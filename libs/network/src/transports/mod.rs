//! Transport Layer
//!
//! Framed TCP I/O plus the tunables shared by every link a machine owns.

use machine_config::SimulationSettings;
use std::time::Duration;

pub mod tcp;

pub use tcp::{FrameReader, FrameWriter, ReadOutcome};

/// Retry configuration for startup connection attempts
#[derive(Debug, Clone, PartialEq, Eq)]
pub struct RetryConfig {
    /// Base delay between retries in milliseconds
    pub base_delay_ms: u64,
    /// Maximum delay between retries in milliseconds
    pub max_delay_ms: u64,
    /// Total window during which attempts continue
    pub grace: Duration,
    /// Whether to use exponential backoff
    pub use_exponential_backoff: bool,
}

impl RetryConfig {
    pub fn new(base_delay_ms: u64, max_delay_ms: u64, grace: Duration) -> Self {
        Self {
            base_delay_ms,
            max_delay_ms,
            grace,
            use_exponential_backoff: true,
        }
    }

    /// Calculate delay for given attempt number
    pub fn calculate_delay(&self, attempt: u32) -> Duration {
        let delay_ms = if self.use_exponential_backoff {
            let delay = self
                .base_delay_ms
                .saturating_mul(2_u64.pow(attempt.min(10))); // Cap at 2^10
            delay.min(self.max_delay_ms)
        } else {
            self.base_delay_ms
        };
        Duration::from_millis(delay_ms)
    }
}

impl Default for RetryConfig {
    fn default() -> Self {
        Self::new(100, 1_000, Duration::from_secs(10))
    }
}

/// Settings for a machine's transport
#[derive(Debug, Clone, PartialEq, Eq)]
pub struct TransportConfig {
    pub retry: RetryConfig,
    /// How long an accepted connection may take to identify itself
    pub handshake_timeout: Duration,
    /// Upper bound on waiting for read loops to finish during shutdown
    pub shutdown_timeout: Duration,
}

impl Default for TransportConfig {
    fn default() -> Self {
        Self {
            retry: RetryConfig::default(),
            handshake_timeout: Duration::from_secs(5),
            shutdown_timeout: Duration::from_secs(2),
        }
    }
}

impl From<&SimulationSettings> for TransportConfig {
    fn from(settings: &SimulationSettings) -> Self {
        Self {
            retry: RetryConfig::new(
                settings.connect_base_delay_ms,
                settings.connect_max_delay_ms,
                settings.connect_grace(),
            ),
            shutdown_timeout: settings.shutdown_timeout(),
            ..Default::default()
        }
    }
}

#[cfg(test)]
mod tests {
    use super::*;

    #[test]
    fn test_retry_config() {
        let config = RetryConfig::new(50, 400, Duration::from_secs(2));

        assert_eq!(config.calculate_delay(0), Duration::from_millis(50)); // 2^0 * 50
        assert_eq!(config.calculate_delay(1), Duration::from_millis(100)); // 2^1 * 50
        assert_eq!(config.calculate_delay(2), Duration::from_millis(200)); // 2^2 * 50
        assert_eq!(config.calculate_delay(5), Duration::from_millis(400)); // capped

        let no_backoff = RetryConfig {
            use_exponential_backoff: false,
            ..config
        };
        assert_eq!(no_backoff.calculate_delay(0), Duration::from_millis(50));
        assert_eq!(no_backoff.calculate_delay(5), Duration::from_millis(50)); // Same delay always
    }

    #[test]
    fn test_huge_base_delay_saturates() {
        let config = RetryConfig::new(u64::MAX / 2, u64::MAX, Duration::from_secs(1));

        assert_eq!(config.calculate_delay(0), Duration::from_millis(u64::MAX / 2));
        assert_eq!(config.calculate_delay(10), Duration::from_millis(u64::MAX));
        assert_eq!(config.calculate_delay(u32::MAX), Duration::from_millis(u64::MAX));
    }

    #[test]
    fn test_config_from_settings() {
        let settings = SimulationSettings {
            connect_grace_ms: 3_000,
            connect_base_delay_ms: 20,
            connect_max_delay_ms: 200,
            shutdown_timeout_ms: 750,
            ..Default::default()
        };

        let config = TransportConfig::from(&settings);
        assert_eq!(config.retry.grace, Duration::from_secs(3));
        assert_eq!(config.retry.base_delay_ms, 20);
        assert_eq!(config.shutdown_timeout, Duration::from_millis(750));
        assert_eq!(config.handshake_timeout, Duration::from_secs(5));
    }
}
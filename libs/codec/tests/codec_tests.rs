//! # Codec Integration Tests
//!
//! Verifies the public API from the point of view of the transport:
//! - Messages survive encoding unchanged
//! - Back-to-back frames on one stream split cleanly on the length prefix
//! - Arbitrary garbage produces errors, never panics

use bytes::{Buf, BytesMut};
use codec::{
    check_frame_len, ActorId, Frame, Message, ProtocolError, FRAME_MAGIC, LENGTH_PREFIX_SIZE,
    PROTOCOL_VERSION,
};
use proptest::prelude::*;

/// Split a buffer holding several frames the way a reader would
fn split_frames(mut stream: &[u8]) -> Vec<Result<Frame, ProtocolError>> {
    let mut frames = Vec::new();
    while stream.len() >= LENGTH_PREFIX_SIZE {
        let len = stream.get_u32() as usize;
        check_frame_len(len).unwrap();
        let (body, rest) = stream.split_at(len);
        frames.push(Frame::decode(body));
        stream = rest;
    }
    frames
}

#[test]
fn test_codec_public_constants() {
    assert_eq!(FRAME_MAGIC, 0x1A4C);
    assert_eq!(PROTOCOL_VERSION, 1);
}

#[test]
fn test_stream_of_frames_preserves_order() {
    let mut stream = BytesMut::new();
    Frame::Hello {
        actor_id: ActorId::new(1),
    }
    .encode_into(&mut stream);
    for clock in [3u64, 4, 9] {
        Frame::from(Message::new(ActorId::new(1), clock)).encode_into(&mut stream);
    }

    let frames: Vec<Frame> = split_frames(&stream)
        .into_iter()
        .map(|f| f.unwrap())
        .collect();

    assert_eq!(
        frames,
        vec![
            Frame::Hello {
                actor_id: ActorId::new(1)
            },
            Frame::Clock(Message::new(ActorId::new(1), 3)),
            Frame::Clock(Message::new(ActorId::new(1), 4)),
            Frame::Clock(Message::new(ActorId::new(1), 9)),
        ]
    );
}

#[test]
fn test_corrupt_frame_does_not_poison_neighbours() {
    let mut stream = BytesMut::new();
    Frame::from(Message::new(ActorId::new(2), 1)).encode_into(&mut stream);
    let corrupt_start = stream.len();
    Frame::from(Message::new(ActorId::new(2), 2)).encode_into(&mut stream);
    Frame::from(Message::new(ActorId::new(2), 3)).encode_into(&mut stream);

    // Flip a byte inside the second frame's magic
    stream[corrupt_start + LENGTH_PREFIX_SIZE] ^= 0xFF;

    let results = split_frames(&stream);
    assert_eq!(results.len(), 3);
    assert_eq!(
        results[0],
        Ok(Frame::Clock(Message::new(ActorId::new(2), 1)))
    );
    assert!(matches!(results[1], Err(ProtocolError::InvalidMagic { .. })));
    assert_eq!(
        results[2],
        Ok(Frame::Clock(Message::new(ActorId::new(2), 3)))
    );
}

proptest! {
    #[test]
    fn prop_message_payload_is_not_mutated(sender in any::<u32>(), clock in any::<u64>()) {
        let message = Message::new(ActorId::new(sender), clock);
        let bytes = Frame::from(message).encode();
        let decoded = Frame::decode(&bytes[LENGTH_PREFIX_SIZE..]).unwrap();
        prop_assert_eq!(decoded, Frame::Clock(message));
    }

    #[test]
    fn prop_garbage_never_panics(body in proptest::collection::vec(any::<u8>(), 0..64)) {
        let _ = Frame::decode(&body);
    }
}
//! Machine
//!
//! Wires one machine together: inbound queue, peer transport, event sink and
//! tick loop. Lifecycle is `new` → `start` → `shutdown`; `run_until` does all
//! three around a caller-supplied stop signal.

use crate::error::{MachineError, Result};
use crate::queue::InboundQueue;
use crate::scheduler::{draw_tick_rate, ActionWeights, EventScheduler};
use crate::sink::{EventSink, FileSink};
use codec::ActorId;
use machine_config::{ConfigError, MachineConfig, MachineLayout, SimulationSettings};
use network::{PeerTransport, TransportConfig};
use rand::rngs::StdRng;
use rand::SeedableRng;
use std::future::Future;
use std::net::SocketAddr;
use std::path::PathBuf;
use std::sync::Arc;
use tokio::sync::watch;
use tokio::task::JoinHandle;
use tokio::time::timeout;
use tracing::{info, warn};

/// Per-process overrides on top of the shared configuration
#[derive(Debug, Clone, Default)]
pub struct MachineOptions {
    /// Replaces `simulation.log_dir`
    pub log_dir: Option<PathBuf>,
    /// Fixed tick rate instead of a random draw
    pub rate: Option<u32>,
    /// Seed for the tick-rate draw and action choices
    pub seed: Option<u64>,
}

/// Final state of a stopped machine
#[derive(Debug, Clone, Copy, PartialEq, Eq)]
pub struct MachineSummary {
    pub clock: u64,
    pub events_processed: u64,
}

pub struct Machine {
    layout: MachineLayout,
    settings: SimulationSettings,
    tick_rate: u32,
    transport: PeerTransport,
    scheduler: Option<EventScheduler>,
    tick_task: Option<JoinHandle<EventScheduler>>,
    stop_tx: watch::Sender<bool>,
}

impl Machine {
    /// Build a machine that logs to `<log_dir>/log_<id>.txt`
    pub fn new(config: &MachineConfig, id: ActorId, options: MachineOptions) -> Result<Self> {
        let log_dir = options
            .log_dir
            .clone()
            .unwrap_or_else(|| config.simulation.log_dir.clone());

        Self::build(config, id, options, |tick_rate| {
            let sink = FileSink::create(&log_dir, id, tick_rate)?;
            Ok(Box::new(sink) as Box<dyn EventSink>)
        })
    }

    /// Build a machine with a caller-provided sink
    pub fn with_sink(
        config: &MachineConfig,
        id: ActorId,
        options: MachineOptions,
        sink: Box<dyn EventSink>,
    ) -> Result<Self> {
        Self::build(config, id, options, |_| Ok(sink))
    }

    fn build(
        config: &MachineConfig,
        id: ActorId,
        options: MachineOptions,
        make_sink: impl FnOnce(u32) -> Result<Box<dyn EventSink>>,
    ) -> Result<Self> {
        let layout = config.layout_for(id)?;
        let settings = config.simulation.clone();

        let mut rng = match options.seed {
            Some(seed) => StdRng::seed_from_u64(seed),
            None => StdRng::from_entropy(),
        };
        let tick_rate = match options.rate {
            Some(0) => {
                return Err(ConfigError::invalid("rate", "tick rate must be at least 1").into())
            }
            Some(rate) => rate,
            None => draw_tick_rate(&mut rng, settings.min_rate, settings.max_rate),
        };

        let sink = make_sink(tick_rate)?;

        let queue = InboundQueue::new();
        let transport = PeerTransport::new(
            id,
            layout.peers.clone(),
            Arc::new(queue.producer()),
            TransportConfig::from(&settings),
        );

        let scheduler = EventScheduler::new(id, queue, Arc::new(transport.clone()), sink)
            .with_peers(layout.peers.iter().map(|peer| peer.id).collect())
            .with_weights(ActionWeights::from(&settings))
            .with_rng(rng)
            .with_tick_rate(tick_rate);

        info!(
            machine = %id,
            address = %layout.local.address(),
            peers = layout.peers.len(),
            tick_rate,
            "Machine created"
        );

        let (stop_tx, _) = watch::channel(false);
        Ok(Self {
            layout,
            settings,
            tick_rate,
            transport,
            scheduler: Some(scheduler),
            tick_task: None,
            stop_tx,
        })
    }

    pub fn id(&self) -> ActorId {
        self.layout.local.id
    }

    pub fn tick_rate(&self) -> u32 {
        self.tick_rate
    }

    pub fn transport(&self) -> &PeerTransport {
        &self.transport
    }

    /// Bind, link up with every peer, then start ticking.
    ///
    /// Fails if the listener cannot bind or an outbound peer stays
    /// unreachable past the grace window.
    pub async fn start(&mut self) -> Result<SocketAddr> {
        let Some(mut scheduler) = self.scheduler.take() else {
            return Err(ConfigError::invalid("machine", "already started").into());
        };

        let bound = self.transport.listen(&self.layout.local.address()).await?;
        if let Err(e) = self.transport.establish_links().await {
            self.transport.shutdown().await;
            return Err(MachineError::Transport(e));
        }

        let stop_rx = self.stop_tx.subscribe();
        self.tick_task = Some(tokio::spawn(async move {
            scheduler.run(stop_rx).await;
            scheduler
        }));

        info!(machine = %self.id(), addr = %bound, "Machine started");
        Ok(bound)
    }

    /// Stop ticking, close every link and flush the event log.
    ///
    /// Returns the final clock if the tick loop stopped within the
    /// shutdown bound.
    pub async fn shutdown(&mut self) -> Option<MachineSummary> {
        info!(machine = %self.id(), "Shutting down machine");
        self.stop_tx.send_replace(true);

        let summary = match self.tick_task.take() {
            Some(mut task) => match timeout(self.settings.shutdown_timeout(), &mut task).await {
                Ok(Ok(scheduler)) => Some(MachineSummary {
                    clock: scheduler.clock(),
                    events_processed: scheduler.events_processed(),
                }),
                Ok(Err(e)) => {
                    warn!(machine = %self.id(), error = %e, "Tick loop task failed");
                    None
                }
                Err(_) => {
                    warn!(machine = %self.id(), "Tick loop did not stop in time, aborting");
                    task.abort();
                    None
                }
            },
            None => self.scheduler.as_ref().map(|scheduler| MachineSummary {
                clock: scheduler.clock(),
                events_processed: scheduler.events_processed(),
            }),
        };

        let aborted = self.transport.shutdown().await;
        if aborted > 0 {
            warn!(machine = %self.id(), aborted, "Some transport tasks were aborted");
        }

        if let Some(summary) = summary {
            info!(
                machine = %self.id(),
                clock = summary.clock,
                events = summary.events_processed,
                "Machine stopped"
            );
        }
        summary
    }

    /// Start, wait for `signal`, then shut down
    pub async fn run_until<F>(mut self, signal: F) -> Result<Option<MachineSummary>>
    where
        F: Future<Output = ()>,
    {
        self.start().await?;
        signal.await;
        Ok(self.shutdown().await)
    }
}

impl std::fmt::Debug for Machine {
    fn fmt(&self, f: &mut std::fmt::Formatter<'_>) -> std::fmt::Result {
        f.debug_struct("Machine")
            .field("id", &self.id())
            .field("tick_rate", &self.tick_rate)
            .field("transport", &self.transport)
            .field("running", &self.tick_task.is_some())
            .finish()
    }
}
//! Per-Machine Lamport Runtime
//!
//! Everything one virtual machine runs between process start and shutdown.
//!
//! # Architecture
//!
//! ```text
//!  read loops ──deliver──▶ InboundQueue ──dequeue──▶ EventScheduler
//!  (PeerTransport)                                     │   │    │
//!                                                      │   │    └─▶ EventSink
//!                                                      │   └─▶ LamportClock
//!  PeerTransport ◀──────────── send_to (Outbound) ─────┘
//! ```
//!
//! The queue is the only state shared between read loops and the tick loop.
//! The clock lives inside the scheduler and is never shared.
//!
//! # Examples
//!
//! ```rust,no_run
//! use codec::ActorId;
//! use machine_actors::{Machine, MachineOptions};
//! use machine_config::load_config;
//!
//! # async fn run() -> Result<(), Box<dyn std::error::Error>> {
//! let config = load_config(None)?;
//! let machine = Machine::new(&config, ActorId::new(1), MachineOptions::default())?;
//! let summary = machine
//!     .run_until(async {
//!         let _ = tokio::signal::ctrl_c().await;
//!     })
//!     .await?;
//! println!("final clock: {:?}", summary.map(|s| s.clock));
//! # Ok(())
//! # }
//! ```

pub mod clock;
pub mod error;
pub mod events;
pub mod machine;
pub mod queue;
pub mod scheduler;
pub mod sink;

pub use clock::{lamport_receive, LamportClock};
pub use error::{MachineError, Result};
pub use events::{EventKind, EventRecord, TickEvent};
pub use machine::{Machine, MachineOptions, MachineSummary};
pub use queue::{InboundQueue, QueueProducer};
pub use scheduler::{draw_tick_rate, ActionWeights, EventScheduler, Outbound, SchedulerState};
pub use sink::{EventSink, FileSink, MemorySink};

#### PROBLEM TO WORK ON:
Retype the records above from the very first line down to the line with "pub mod tcp;", keeping both of those lines. Include nothing beyond them.

#### ANSWER AREA:
filename libs/network/src/transports/mod.rs
//! Transport Layer
//!
//! Framed TCP I/O plus the tunables shared by every link a machine owns.

use machine_config::SimulationSettings;
use std::time::Duration;

pub mod tcp;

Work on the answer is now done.